Meghan's supposed "crimes" are difficult to decipher: something about wearing the wrong hat, something about crossing her legs incorrectly, something about asking to wear the wrong tiara at her wedding, something about Kate allegedly crying after a flower girl dress fitting.
Then there was something about a member of her staff leaving and something about Meghan allegedly "speaking sharply" with a staff member. Or something.
She is, shock, allegedly behind a move to depart Kensington, where "the Cambridges" live, for her and Harry's own place 32km away as she gets ready to have a baby. She is "demanding", we're told – which, like "sharp", translates to "determined" and "has her own opinions" and isn't a doormat.
Sadly for all concerned, Harry's mother was treated like a doormat while still inside the family, which may go some way to explaining why he is said to be firmly in his wife's corner. (Though this, of course, is being interpreted as Meghan having a negative influence over Harry.)
According to the industrialised rumours, via "news" being "leaked" from alleged insiders, the "usually pretty unflappable" Catherine and protocol-outsider Meghan are in the midst of a spat.
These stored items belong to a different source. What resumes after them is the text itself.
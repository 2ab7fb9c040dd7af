//! Sample protected resource.
//!
//! The smallest mutating API the CSRF engine can guard end-to-end; widgets
//! are scoped to the resolved tenant and live only in process memory.

use axum::{
    Json,
    extract::Extension,
    http::{HeaderMap, StatusCode},
    response::IntoResponse,
};
use serde::{Deserialize, Serialize};
use tracing::instrument;
use utoipa::ToSchema;
use uuid::Uuid;

use crate::api::AppContext;
use crate::tenant;

#[derive(ToSchema, Serialize, Clone, Debug)]
pub struct Widget {
    pub id: Uuid,
    pub name: String,
    pub tenant_id: String,
}

#[derive(ToSchema, Deserialize, Debug)]
pub struct NewWidget {
    name: String,
}

#[derive(ToSchema, Serialize, Debug)]
pub struct WidgetListEnvelope {
    status: String,
    data: Vec<Widget>,
}

#[derive(ToSchema, Serialize, Debug)]
pub struct WidgetEnvelope {
    status: String,
    data: Widget,
}

#[utoipa::path(
    get,
    path = "/api/widgets",
    responses (
        (status = 200, description = "Widgets for the resolved tenant", body = WidgetListEnvelope)
    ),
    tag = "widgets",
)]
/// List the resolved tenant's widgets.
#[instrument(skip(ctx, headers))]
pub async fn list(Extension(ctx): Extension<AppContext>, headers: HeaderMap) -> impl IntoResponse {
    let resolution = tenant::resolve(&ctx.tenant_config, &headers, "/api/widgets");
    let data = ctx
        .widgets
        .read()
        .map(|widgets| {
            widgets
                .iter()
                .filter(|widget| widget.tenant_id == resolution.tenant_id)
                .cloned()
                .collect()
        })
        .unwrap_or_default();

    let envelope = WidgetListEnvelope {
        status: "ok".to_string(),
        data,
    };
    (StatusCode::OK, Json(envelope))
}

#[utoipa::path(
    post,
    path = "/api/widgets",
    request_body = NewWidget,
    responses (
        (status = 201, description = "Widget created", body = WidgetEnvelope),
        (status = 422, description = "Empty widget name")
    ),
    tag = "widgets",
)]
/// Create a widget for the resolved tenant.
#[instrument(skip(ctx, headers, body))]
pub async fn create(
    Extension(ctx): Extension<AppContext>,
    headers: HeaderMap,
    Json(body): Json<NewWidget>,
) -> impl IntoResponse {
    let name = body.name.trim();
    if name.is_empty() {
        return StatusCode::UNPROCESSABLE_ENTITY.into_response();
    }

    let resolution = tenant::resolve(&ctx.tenant_config, &headers, "/api/widgets");
    let widget = Widget {
        id: Uuid::new_v4(),
        name: name.to_string(),
        tenant_id: resolution.tenant_id,
    };

    if let Ok(mut widgets) = ctx.widgets.write() {
        widgets.push(widget.clone());
    }

    let envelope = WidgetEnvelope {
        status: "ok".to_string(),
        data: widget,
    };
    (StatusCode::CREATED, Json(envelope)).into_response()
}

#[cfg(test)]
mod tests {
    use super::*;
    use crate::csrf::CsrfConfig;
    use crate::tenant::TenantConfig;
    use anyhow::Result;
    use axum::body::to_bytes;
    use axum::http::HeaderValue;

    fn context() -> AppContext {
        AppContext::with_defaults(TenantConfig::default(), CsrfConfig::default())
    }

    fn tenant_headers(tenant: &str) -> HeaderMap {
        let mut headers = HeaderMap::new();
        headers.insert("x-tenant-id", HeaderValue::from_str(tenant).expect("value"));
        headers
    }

    #[tokio::test]
    async fn create_then_list_is_tenant_scoped() -> Result<()> {
        let ctx = context();

        let created = create(
            Extension(ctx.clone()),
            tenant_headers("acme"),
            Json(NewWidget {
                name: "gizmo".to_string(),
            }),
        )
        .await
        .into_response();
        assert_eq!(created.status(), StatusCode::CREATED);

        let listed = list(Extension(ctx.clone()), tenant_headers("acme"))
            .await
            .into_response();
        let body = to_bytes(listed.into_body(), usize::MAX).await?;
        let json: serde_json::Value = serde_json::from_slice(&body)?;
        assert_eq!(json["data"].as_array().map(Vec::len), Some(1));
        assert_eq!(json["data"][0]["name"], "gizmo");

        // Another tenant sees nothing.
        let other = list(Extension(ctx), tenant_headers("globex"))
            .await
            .into_response();
        let body = to_bytes(other.into_body(), usize::MAX).await?;
        let json: serde_json::Value = serde_json::from_slice(&body)?;
        assert_eq!(json["data"].as_array().map(Vec::len), Some(0));
        Ok(())
    }

    #[tokio::test]
    async fn empty_name_is_unprocessable() {
        let response = create(
            Extension(context()),
            HeaderMap::new(),
            Json(NewWidget {
                name: "   ".to_string(),
            }),
        )
        .await
        .into_response();
        assert_eq!(response.status(), StatusCode::UNPROCESSABLE_ENTITY);
    }
}
//! The per-request CSRF protocol state machine.
//!
//! There is no state between requests: the secret + issued-at cookie pair
//! read fresh from the request *is* the state. Safe methods get a token
//! issued (minting or time-rotating the secret as needed); unsafe methods
//! must pass the same-origin check and verify their token, after which the
//! secret is always rotated — a verified token is spent the moment it is
//! used, which bounds replay of a captured token to a single mutation.
//!
//! Rapid concurrent mutations reusing one token are therefore expected to
//! fail on all but one request; clients re-read the response token header
//! after every mutation.

use anyhow::Result;
use axum::http::{HeaderMap, Method};
use tracing::debug;

use super::codec;
use super::config::CsrfConfig;
use super::cookies::{CookieSnapshot, SetCookie};
use super::origin;

/// Internal cause of a rejection. Logged, but deliberately collapsed into
/// two public messages so responses give probing clients no oracle.
#[derive(Debug, Clone, Copy, PartialEq, Eq)]
pub enum RejectReason {
    CrossOrigin,
    MissingToken,
    MissingSecret,
    InvalidToken,
}

impl RejectReason {
    /// Client-facing message.
    #[must_use]
    pub fn message(self) -> &'static str {
        match self {
            Self::CrossOrigin => "cross-origin request rejected",
            Self::MissingToken | Self::MissingSecret | Self::InvalidToken => {
                "invalid or missing CSRF token"
            }
        }
    }
}

/// A freshly derived token plus the cookie writes that must accompany it.
#[derive(Debug)]
pub struct Issued {
    pub token: String,
    pub cookies: Vec<SetCookie>,
}

/// What the middleware should do with the request.
#[derive(Debug)]
pub enum CsrfAction {
    /// Unprotected path or the issuance endpoint: response untouched.
    Passthrough,
    /// Safe method: attach the token header (and any cookie writes) to the
    /// downstream response.
    Issue(Issued),
    /// Unsafe method that failed a check: 403, downstream never runs.
    Reject(RejectReason),
    /// Unsafe method that verified: run downstream, then attach the
    /// rotated cookie pair and fresh token.
    AcceptAndRotate(Issued),
}

/// Evaluate the protocol for one request.
///
/// Pure over its inputs; `now_ms` is passed in so rotation timing is
/// testable. The same-origin check always completes before any token
/// verification.
///
/// # Errors
///
/// Only on random-source or keyed-hash failure while minting or deriving;
/// protocol violations are [`CsrfAction::Reject`], not errors.
pub fn evaluate(
    config: &CsrfConfig,
    method: &Method,
    path: &str,
    headers: &HeaderMap,
    cookies: &CookieSnapshot,
    now_ms: u64,
) -> Result<CsrfAction> {
    if !config.is_protected_path(path) || config.is_issuance_path(path) {
        return Ok(CsrfAction::Passthrough);
    }

    if is_safe_method(method) {
        return Ok(CsrfAction::Issue(issue(config, cookies, now_ms)?));
    }

    // Fail fast on origin before spending any crypto work.
    if !origin::is_same_origin(config, headers) {
        return Ok(CsrfAction::Reject(RejectReason::CrossOrigin));
    }

    let Some(token) = candidate_token(config, headers) else {
        return Ok(CsrfAction::Reject(RejectReason::MissingToken));
    };

    let secret = cookies
        .get(&config.secret_cookie())
        .and_then(codec::decode_secret);
    let Some(secret) = secret else {
        return Ok(CsrfAction::Reject(RejectReason::MissingSecret));
    };

    if !codec::verify_token(token, &secret) {
        return Ok(CsrfAction::Reject(RejectReason::InvalidToken));
    }

    // Verified: the presented secret is spent. Rotate unconditionally.
    let (fresh_secret, cookie_writes) = rotate(config, now_ms)?;
    let token = codec::derive_token(&fresh_secret, config.salt_len())?;
    debug!(path, "CSRF token verified, secret rotated");
    Ok(CsrfAction::AcceptAndRotate(Issued {
        token,
        cookies: cookie_writes,
    }))
}

/// Issue a token for a safe request, minting or time-rotating the secret
/// when the current one is missing, undecodable or stale.
///
/// Shared with the issuance endpoint, which performs the same dance while
/// being skipped by [`evaluate`].
///
/// # Errors
///
/// Only on random-source or keyed-hash failure.
pub fn issue(config: &CsrfConfig, cookies: &CookieSnapshot, now_ms: u64) -> Result<Issued> {
    let current = cookies
        .get(&config.secret_cookie())
        .and_then(codec::decode_secret);

    let fresh_needed = match (&current, issued_at(config, cookies)) {
        (None, _) => true,
        // Missing, unparseable or future timestamps all force rotation.
        (Some(_), None) => true,
        (Some(_), Some(iat)) => iat > now_ms || now_ms - iat >= config.rotate_after_ms(),
    };

    if fresh_needed {
        let (secret, cookie_writes) = rotate(config, now_ms)?;
        let token = codec::derive_token(&secret, config.salt_len())?;
        return Ok(Issued {
            token,
            cookies: cookie_writes,
        });
    }

    // Reuse the live secret; a fresh salt makes a fresh token anyway.
    let secret = current.unwrap_or_default();
    let token = codec::derive_token(&secret, config.salt_len())?;
    Ok(Issued {
        token,
        cookies: Vec::new(),
    })
}

fn issued_at(config: &CsrfConfig, cookies: &CookieSnapshot) -> Option<u64> {
    cookies
        .get(&config.iat_cookie())
        .and_then(|value| value.parse::<u64>().ok())
}

fn rotate(config: &CsrfConfig, now_ms: u64) -> Result<(Vec<u8>, Vec<SetCookie>)> {
    let secret = codec::mint_secret(config.secret_len())?;
    let cookies = vec![
        SetCookie::new(
            &config.secret_cookie(),
            &codec::encode_secret(&secret),
            config.secure_cookies(),
        ),
        SetCookie::new(
            &config.iat_cookie(),
            &now_ms.to_string(),
            config.secure_cookies(),
        ),
    ];
    Ok((secret, cookies))
}

fn is_safe_method(method: &Method) -> bool {
    matches!(*method, Method::GET | Method::HEAD | Method::OPTIONS)
}

/// First non-empty value among the accepted token headers.
fn candidate_token<'a>(config: &CsrfConfig, headers: &'a HeaderMap) -> Option<&'a str> {
    config.accepted_headers().iter().find_map(|name| {
        headers
            .get(name.as_str())
            .and_then(|value| value.to_str().ok())
            .map(str::trim)
            .filter(|value| !value.is_empty())
    })
}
I can't be the only one who smells a rat.
What is playing out for Meghan, who is exactly the same person as she was when the Queen's grandson fell in love with her, is a pre-emptive, and populist pulling-into-line.
Now the "breath of fresh air for Britain" angle has diminished, and Meghan will imminently join the ranks of sedate, royal mothers; she is being informed in the most graphic way (headlines) that her time in the spotlight for being "a different kind of royal" has passed.
She is being portrayed as the demon interloper whose strong will apparently threatens to break up the band.
For fans of her advocacy for gender equality and girls' rights, seeing Meghan's official bio include "I am proud to be a woman and a feminist" felt like a breakthrough, especially as women around the world began upping calls for respect and equal access to power.
To have Buckingham Palace give approval to a woman who said on the UN platform that "equality… means that a wife is equal to her husband", and that when women don't have a seat at the table of power, "you know what, they need to create their own table" was promising.
How disappointing, then, to see the clear message emerging: "Thanks for the starburst, now do the right, royal thing, be beige, and step into the shade."